Plus de débat sur la laïcité dans les écoles françaises

Narcisse Kouamé

Selon un sondage de Odoxa-Backbone Consulting parut dans le Figaro au mois de mars 2024, 78 % des Français estiment que la loi sur la laïcité est en danger, en particulier dans les établissements où, avec l’interdiction du port de signes religieux ostensibles, menaces, peurs et incompréhensions sont devenus le pain quotidien des acteurs du système éducatif.

La question de la laïcité à l’école continue de susciter le débat dans la société française. Pour mémoire, la  LOI n° 2004-228 du 15 mars 2004 relative à l’application du principe de laïcité en milieu scolaire mentionnait que « dans les écoles, les collèges et les lycées publics, le port de signes ou tenues par lesquels les élèves manifestent ostensiblement une appartenance religieuse est interdit. Le règlement intérieur rappelle que la mise en œuvre d’une procédure disciplinaire est précédée d’un dialogue avec l’élève ». Le bilan à l’occasion du vingtième anniversaire de cette loi en cette année reste mitigé. En effet, elle n’a pas encore réussi à combler les attentes de ceux qui pensent que la présence des religions dans les écoles peut mettre en péril la laïcité.
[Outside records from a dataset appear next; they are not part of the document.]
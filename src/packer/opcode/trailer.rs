//! Fixed footer at the very end of an assembled executable.
//!
//! Layout (8 bytes total):
//! ```text
//! Offset  Size  Field
//! 0       4     opcode_offset (u32 LE) - first byte of the opcode region
//! 4       4     signature 41 B6 BA 4E
//! ```
//!
//! A reader seeks to `EOF - 8`, validates the signature and jumps to
//! `opcode_offset`. The offset is measured after the stub image and any icon
//! resource have been written, so neither needs a size agreed in advance.

use crate::packer::error::{Error, Result};
use std::io::{Read, Seek, SeekFrom};

/// Magic bytes identifying an assembled executable.
pub const SIGNATURE: [u8; 4] = [0x41, 0xB6, 0xBA, 0x4E];

/// Trailer size in bytes (fixed).
pub const TRAILER_SIZE: usize = 8;

#[derive(Debug, Clone, Copy, PartialEq, Eq)]
pub struct Trailer {
    /// Offset of the first opcode, counted from the start of the file.
    pub opcode_offset: u32,
}

impl Trailer {
    pub fn to_bytes(&self) -> [u8; TRAILER_SIZE] {
        let mut buf = [0u8; TRAILER_SIZE];
        buf[0..4].copy_from_slice(&self.opcode_offset.to_le_bytes());
        buf[4..8].copy_from_slice(&SIGNATURE);
        buf
    }

    pub fn from_bytes(buf: &[u8; TRAILER_SIZE]) -> Result<Self> {
        let mut signature = [0u8; 4];
        signature.copy_from_slice(&buf[4..8]);
        if signature != SIGNATURE {
            return Err(Error::InvalidSignature(signature));
        }
        let mut offset = [0u8; 4];
        offset.copy_from_slice(&buf[0..4]);
        Ok(Self {
            opcode_offset: u32::from_le_bytes(offset),
        })
    }

    /// Read and validate the trailer from the end of `input`.
    pub fn read_from<R: Read + Seek>(input: &mut R) -> Result<Self> {
        let len = input.seek(SeekFrom::End(0))?;
        if len < TRAILER_SIZE as u64 {
            return Err(Error::Truncated("trailer"));
        }
        input.seek(SeekFrom::End(-(TRAILER_SIZE as i64)))?;
        let mut buf = [0u8; TRAILER_SIZE];
        input.read_exact(&mut buf)?;
        let trailer = Self::from_bytes(&buf)?;
        if u64::from(trailer.opcode_offset) > len - TRAILER_SIZE as u64 {
            return Err(Error::Truncated("opcode region"));
        }
        Ok(trailer)
    }
}

#[cfg(test)]
mod tests {
    use super::*;
    use std::io::Cursor;

    #[test]
    fn test_trailer_layout() {
        let bytes = Trailer { opcode_offset: 0x1234 }.to_bytes();
        assert_eq!(bytes, [0x34, 0x12, 0, 0, 0x41, 0xB6, 0xBA, 0x4E]);
    }

    #[test]
    fn test_trailer_invalid_signature() {
        let bytes = [0u8; TRAILER_SIZE];
        assert!(matches!(
            Trailer::from_bytes(&bytes),
            Err(Error::InvalidSignature([0, 0, 0, 0]))
        ));
    }

    #[test]
    fn test_read_from_end_of_file() {
        let mut data = b"STUBSTUB".to_vec();
        data.extend_from_slice(&0u32.to_le_bytes());
        data.extend_from_slice(&Trailer { opcode_offset: 8 }.to_bytes());
        let trailer = Trailer::read_from(&mut Cursor::new(data)).unwrap();
        assert_eq!(trailer.opcode_offset, 8);
    }

    #[test]
    fn test_read_rejects_offset_past_end() {
        let data = Trailer { opcode_offset: 500 }.to_bytes().to_vec();
        assert!(matches!(
            Trailer::read_from(&mut Cursor::new(data)),
            Err(Error::Truncated("opcode region"))
        ));
    }

    #[test]
    fn test_read_short_file() {
        assert!(matches!(
            Trailer::read_from(&mut Cursor::new(vec![1, 2, 3])),
            Err(Error::Truncated("trailer"))
        ));
    }
}
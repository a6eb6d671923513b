//! Command line interface for rubysfx.
//!
//! Parses arguments, initializes logging, runs the packager and reports the
//! outcome to the user.

mod args;
mod output;

pub use args::{Args, RuntimeConfig};
pub use output::OutputManager;

use crate::error::{CliError, Result};
use crate::packer::{PackagedArtifact, Packager};
use clap::{Parser, error::ErrorKind};

/// Main CLI entry point
pub async fn run() -> Result<i32> {
    let args = match Args::try_parse() {
        Ok(args) => args,
        Err(e) if matches!(e.kind(), ErrorKind::DisplayHelp | ErrorKind::DisplayVersion) => {
            e.print()?;
            return Ok(0);
        }
        Err(e) => {
            return Err(CliError::InvalidArguments {
                reason: e.to_string().trim_end().to_string(),
            }
            .into());
        }
    };

    init_logging(&args);
    run_with(args).await
}

/// Run the packager for already parsed arguments
pub async fn run_with(args: Args) -> Result<i32> {
    args.validate()
        .map_err(|reason| CliError::InvalidArguments { reason })?;

    let config = RuntimeConfig::from(&args);
    let settings = args.to_settings()?;

    config.progress(&format!(
        "Packaging {} ({})",
        settings.entry_script().display(),
        settings.mode().name()
    ))?;

    let report_path = settings.report().map(|p| p.to_path_buf());
    let artifact = Packager::new(settings).package().await?;

    print_summary(&config, &artifact)?;

    if let Some(path) = report_path {
        let json = serde_json::to_string_pretty(&artifact)?;
        tokio::fs::write(&path, json).await?;
        config.verbose_println(&format!("Wrote build report {}", path.display()))?;
    }

    Ok(0)
}

fn print_summary(config: &RuntimeConfig, artifact: &PackagedArtifact) -> std::io::Result<()> {
    match &artifact.path {
        Some(path) => config.success(&format!(
            "Created {} ({} bytes)",
            path.display(),
            artifact.size
        ))?,
        None => config.success(&format!(
            "Finished {} with {} files",
            artifact.mode,
            artifact.files.len()
        ))?,
    }
    if let Some(checksum) = &artifact.checksum {
        config.indent(&format!("sha256 {checksum}"))?;
    }
    for file in &artifact.files {
        config.verbose_println(&file.to_string())?;
    }
    Ok(())
}

/// Initialize `env_logger`. `RUST_LOG` wins over the verbosity flags.
pub fn init_logging(args: &Args) {
    let default_level = if args.verbose {
        "debug"
    } else if args.quiet {
        "warn"
    } else {
        "info"
    };
    let _ = env_logger::Builder::from_env(env_logger::Env::default().default_filter_or(default_level))
        .format_timestamp(None)
        .try_init();
}
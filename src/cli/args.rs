//! Command line argument parsing and validation.
//!
//! This module provides CLI argument parsing using clap and the conversion of
//! parsed arguments into immutable packager [`Settings`].

use crate::packer::{
    DuplicatePolicy, OutputMode, PackPath, PostCommand, Settings, SettingsBuilder,
    UnresolvedPolicy, builder::tool_detection,
};
use clap::Parser;
use std::path::PathBuf;

/// Ruby script packager
#[derive(Parser, Debug)]
#[command(
    name = "rubysfx",
    version,
    about = "Packages a Ruby script into a self-extracting executable",
    long_about = "Packages a Ruby script, the interpreter and every file the script loads into a single self-extracting executable.

The script is run once to discover its dependencies. Arguments after -- are passed to the script both while scanning and when the packaged program runs.

Usage:
  rubysfx app/main.rb
  rubysfx app/main.rb -o dist/app.exe --add 'app/assets/**/*' -- --port 8080
  rubysfx app/main.rb --innosetup setup.iss

Exit code 0 = artifact written (or installer compiled)."
)]
pub struct Args {
    /// Entry script
    #[arg(value_name = "SCRIPT")]
    pub script: PathBuf,

    /// Arguments passed to the script
    #[arg(last = true, value_name = "SCRIPT_ARGS")]
    pub script_args: Vec<String>,

    /// Destination of the executable (default: script path with .exe)
    #[arg(short = 'o', long, value_name = "PATH")]
    pub output: Option<PathBuf>,

    /// Extra native library from the interpreter's bin directory
    #[arg(long = "dll", value_name = "NAME")]
    pub dlls: Vec<String>,

    /// Extra files to embed under src/ (glob pattern)
    #[arg(long = "add", value_name = "GLOB")]
    pub add: Vec<String>,

    /// Embed the opcode stream uncompressed
    #[arg(long)]
    pub no_lzma: bool,

    /// Icon resource to embed in the stub
    #[arg(long, value_name = "PATH")]
    pub icon: Option<PathBuf>,

    /// Tool that injects the icon resource
    #[arg(long, value_name = "PATH", env = "RUBYSFX_ICON_TOOL")]
    pub icon_tool: Option<PathBuf>,

    /// Use the windowed stub and interpreter
    #[arg(long, conflicts_with = "console")]
    pub windows: bool,

    /// Use the console stub and interpreter (default unless the script is .rbw)
    #[arg(long)]
    pub console: bool,

    /// Make the stub report what it does at run time
    #[arg(long)]
    pub debug: bool,

    /// Extract next to the executable and keep the files afterwards
    #[arg(long)]
    pub debug_extract: bool,

    /// Change to the install directory before running the script
    #[arg(long)]
    pub chdir_first: bool,

    /// Build an installer from this Inno Setup template instead
    #[arg(long, value_name = "TEMPLATE", conflicts_with = "dry_run")]
    pub innosetup: Option<PathBuf>,

    /// Inno Setup compiler
    #[arg(long, value_name = "PATH", env = "RUBYSFX_ISCC")]
    pub iscc: Option<PathBuf>,

    /// Scan and log every request without writing anything
    #[arg(long)]
    pub dry_run: bool,

    /// Console stub image
    #[arg(long, value_name = "PATH", env = "RUBYSFX_STUB")]
    pub stub: Option<PathBuf>,

    /// Windowed stub image
    #[arg(long, value_name = "PATH", env = "RUBYSFX_STUBW")]
    pub stubw: Option<PathBuf>,

    /// Compression tool, run as `<codec> e <in> <out>`
    #[arg(long, value_name = "PATH", env = "RUBYSFX_CODEC")]
    pub codec: Option<PathBuf>,

    /// Interpreter used to scan the script
    #[arg(long, value_name = "PATH", env = "RUBYSFX_RUBY")]
    pub ruby: Option<PathBuf>,

    /// Value of RUBYOPT in the packaged program
    #[arg(long, value_name = "VALUE", default_value = "")]
    pub rubyopt: String,

    /// Command run after the script exits, relative to the install directory
    #[arg(long = "post", value_name = "COMMAND")]
    pub post: Vec<String>,

    /// What to do when two files map to the same target: ignore, warn, fail
    #[arg(long, value_name = "POLICY", default_value = "ignore")]
    pub on_duplicate: DuplicatePolicy,

    /// What to do with loaded files that cannot be located: skip, warn, fail
    #[arg(long, value_name = "POLICY", default_value = "skip")]
    pub on_unresolved: UnresolvedPolicy,

    /// Write a JSON build report
    #[arg(long, value_name = "PATH")]
    pub report: Option<PathBuf>,

    /// Verbose output
    #[arg(short, long, conflicts_with = "quiet")]
    pub verbose: bool,

    /// Only print warnings and errors
    #[arg(short, long)]
    pub quiet: bool,
}

impl Args {
    /// Validate arguments for consistency
    pub fn validate(&self) -> Result<(), String> {
        if self.script.as_os_str().is_empty() {
            return Err("Script cannot be empty".to_string());
        }

        if let Some(template) = &self.innosetup
            && !template.is_file()
        {
            return Err(format!(
                "Installer template not found: {}",
                template.display()
            ));
        }

        if let Some(icon) = &self.icon
            && !icon.is_file()
        {
            return Err(format!("Icon not found: {}", icon.display()));
        }

        if let Some(post) = self.post.iter().find(|p| p.trim().is_empty()) {
            return Err(format!("Invalid post command: {:?}", post));
        }

        Ok(())
    }

    /// Whether the windowed stub and interpreter are used
    pub fn windowed(&self) -> bool {
        self.windows || (!self.console && PackPath::from(self.script.as_path()).has_ext("rbw"))
    }

    /// Selected output mode
    pub fn mode(&self) -> OutputMode {
        if self.dry_run {
            OutputMode::DryRun
        } else if let Some(template) = &self.innosetup {
            OutputMode::Installer {
                template: template.clone(),
                compiler: self
                    .iscc
                    .clone()
                    .unwrap_or_else(tool_detection::find_installer_compiler),
            }
        } else {
            OutputMode::Executable
        }
    }

    /// Build the packager settings
    pub fn to_settings(&self) -> crate::packer::Result<Settings> {
        let mut builder = SettingsBuilder::new()
            .entry_script(&self.script)
            .script_args(self.script_args.clone())
            .windowed(self.windowed())
            .compression(!self.no_lzma)
            .debug(self.debug)
            .debug_extract(self.debug_extract)
            .chdir_first(self.chdir_first)
            .extra_dlls(self.dlls.clone())
            .extra_files(self.add.clone())
            .rubyopt(self.rubyopt.clone())
            .post_commands(self.post.iter().map(|p| PostCommand::parse(p)).collect())
            .mode(self.mode())
            .duplicate_policy(self.on_duplicate)
            .unresolved_policy(self.on_unresolved)
            .verbose(self.verbose);

        if let Some(output) = &self.output {
            builder = builder.output(output);
        }
        if let Some(stub) = &self.stub {
            builder = builder.stub_image(stub);
        }
        if let Some(stubw) = &self.stubw {
            builder = builder.windowed_stub_image(stubw);
        }
        if let Some(codec) = &self.codec {
            builder = builder.codec(codec);
        }
        if let Some(icon) = &self.icon {
            builder = builder.icon(icon);
        }
        if let Some(icon_tool) = &self.icon_tool {
            builder = builder.icon_tool(icon_tool);
        }
        if let Some(ruby) = &self.ruby {
            builder = builder.ruby(ruby);
        }
        if let Some(report) = &self.report {
            builder = builder.report(report);
        }

        builder.build()
    }
}

/// Configuration derived from command line arguments
#[derive(Debug, Clone)]
pub struct RuntimeConfig {
    /// Output manager for colored terminal output
    output: super::OutputManager,
}

impl From<&Args> for RuntimeConfig {
    fn from(args: &Args) -> Self {
        Self {
            output: super::OutputManager::new(args.verbose, args.quiet),
        }
    }
}

impl RuntimeConfig {
    /// Print verbose message if in verbose mode
    pub fn verbose_println(&self, message: &str) -> std::io::Result<()> {
        self.output.verbose(message)
    }

    /// Print success message if not in quiet mode
    pub fn success(&self, message: &str) -> std::io::Result<()> {
        self.output.success(message)
    }

    /// Print progress message
    pub fn progress(&self, message: &str) -> std::io::Result<()> {
        self.output.progress(message)
    }

    /// Print indented text
    pub fn indent(&self, message: &str) -> std::io::Result<()> {
        self.output.indent(message)
    }
}

#[cfg(test)]
mod tests {
    use super::*;

    #[test]
    fn test_script_args_after_separator() {
        let args = Args::try_parse_from([
            "rubysfx", "app.rb", "--no-lzma", "--dll", "a.dll", "--dll", "b.dll", "--", "--port",
            "80",
        ])
        .unwrap();
        assert_eq!(args.script, PathBuf::from("app.rb"));
        assert_eq!(args.script_args, ["--port", "80"]);
        assert_eq!(args.dlls, ["a.dll", "b.dll"]);
        assert!(args.no_lzma);
        assert_eq!(args.on_duplicate, DuplicatePolicy::Ignore);
        assert_eq!(args.on_unresolved, UnresolvedPolicy::Skip);
    }

    #[test]
    fn test_policies_and_modes() {
        let args = Args::try_parse_from([
            "rubysfx",
            "app.rb",
            "--on-duplicate",
            "fail",
            "--on-unresolved",
            "warn",
            "--dry-run",
        ])
        .unwrap();
        assert_eq!(args.on_duplicate, DuplicatePolicy::Fail);
        assert_eq!(args.on_unresolved, UnresolvedPolicy::Warn);
        assert_eq!(args.mode(), OutputMode::DryRun);

        assert!(Args::try_parse_from(["rubysfx", "app.rb", "--on-duplicate", "maybe"]).is_err());
        assert!(Args::try_parse_from(["rubysfx", "app.rb", "--windows", "--console"]).is_err());
        assert!(Args::try_parse_from(["rubysfx", "app.rb", "--verbose", "--quiet"]).is_err());
    }

    #[test]
    fn test_rbw_script_defaults_to_windowed() {
        let parse = |args: &[&str]| Args::try_parse_from(args).unwrap().windowed();
        assert!(!parse(&["rubysfx", "app.rb"]));
        assert!(parse(&["rubysfx", "app.rb", "--windows"]));
        assert!(parse(&["rubysfx", "gui.RBW"]));
        assert!(!parse(&["rubysfx", "gui.rbw", "--console"]));
    }

    #[test]
    fn test_validate_missing_template() {
        let args =
            Args::try_parse_from(["rubysfx", "app.rb", "--innosetup", "/no/such/setup.iss"])
                .unwrap();
        assert!(args.validate().unwrap_err().contains("setup.iss"));
    }
}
C’est le cas du proviseur du lycée Maurice-Ravel à Paris qui, pour raison de sécurité, a demandé la retraite anticipée qui lui a été accordée le 26 mars dernier. En fait, il avait enjoint à une étudiante, inscrite en BTS dans son établissement, de retirer son voile. Il s’en est suivi des menaces de mort et des intimidations qui n’ont pas manqué de susciter l’émoi chez les enseignants et membres du personnel éducatif. Comme lui, beaucoup d’autres sont victimes d’oppositions liées à une stricte application de la loi sur la laïcité à l’école. Le ministère de l’éducation nationale en France a dressé un portrait de la situation. A la date du jeudi 28 Mars 2024, on dénombre 323 menaces, dans 44 départements et 20 académies. Et pourtant dans l’esprit des membres de la commission Stasi, qui a rédigé cette loi de laïcité, l’espace scolaire devrait rester un lieu de liberté et d’émancipation. Tout semble indiquer le contraire.

Dans les faits, même si cette loi s’applique à toutes les religions, il faut souligner que la religion musulmane est la plus en vue dans ce dossier. En effet, selon le journal le Monde, « la majorité des cas ayant un écho médiatique sont liés à des revendications avancées au nom de la religion musulmane ». Certains, sur le port du voile par exemple, estiment qu’il s’agit d’un habit culturel et non cultuel et donc qu’il n’est pas nécessaire de l’interdire.

Selon un sondage IFOP de 2021, 52 % des lycéens seraient favorables au port de signes religieux ostensibles dans les lycées prônant ainsi une laïcité plus ouverte. Et même des enseignants du second degré seraient du même avis. Cependant, pour certains observateurs, ces avis sont motivés avant tout par la crainte d’être victime d’un attentat. Il y des raisons d’avoir peur, par conséquent, il y a une forme probablement d’autocensure qui s’institue.

Par ailleurs, si aujourd’hui la laïcité à l’école peine à trouver son chemin, c’est parce que, pour l’historien Jean Baubérot, elle s’est lancée dans un combat contre les religions. Pour cela, il avait été le seul membre de la commission Stasi qui s’est abstenu de voter le rapport à l’origine de la loi sur laïcité à l’école. En fait, dans la pensée de notre historien, la nouvelle compréhension de la laïcité trahit l’esprit de la loi de 1905 conçue par Aristide Briand qui était plus pour une laïcité conviviale. Ce qui manque aujourd’hui c’est justement cette capacité à intégrer les religions et non à les combattre.

            Alain Policar, chercheur associé au Centre de recherches politiques de Sciences Po, évoque quant à lui une instrumentalisation de la laïcité par la politique. En ce sens, il souligne qu’en France, on a choisi de combattre le terrorisme islamiste avec la laïcité, ce qui est aberrant.  Une autre difficulté de l’application de cette loi est liée au fait qu’elle semble ne pas avoir d’incidence sur l’enseignement privé sous contrat. En effet, dans les écoles privées, la règle sur l’interdiction du port de signes religieux n’est pas respectée. Et le gouvernement semble ne pas intervenir dans la sphère des écoles privées.

Tout ceci fait apparaître un réel besoin de repenser la laïcité dans les écoles en France pour qu’elle ne soit pas un sujet de tension. Car, le milieu scolaire ne doit pas devenir un champ de bataille où peur et défiance s’affrontent faisant naître un environnant peut propice à l’apprentissage.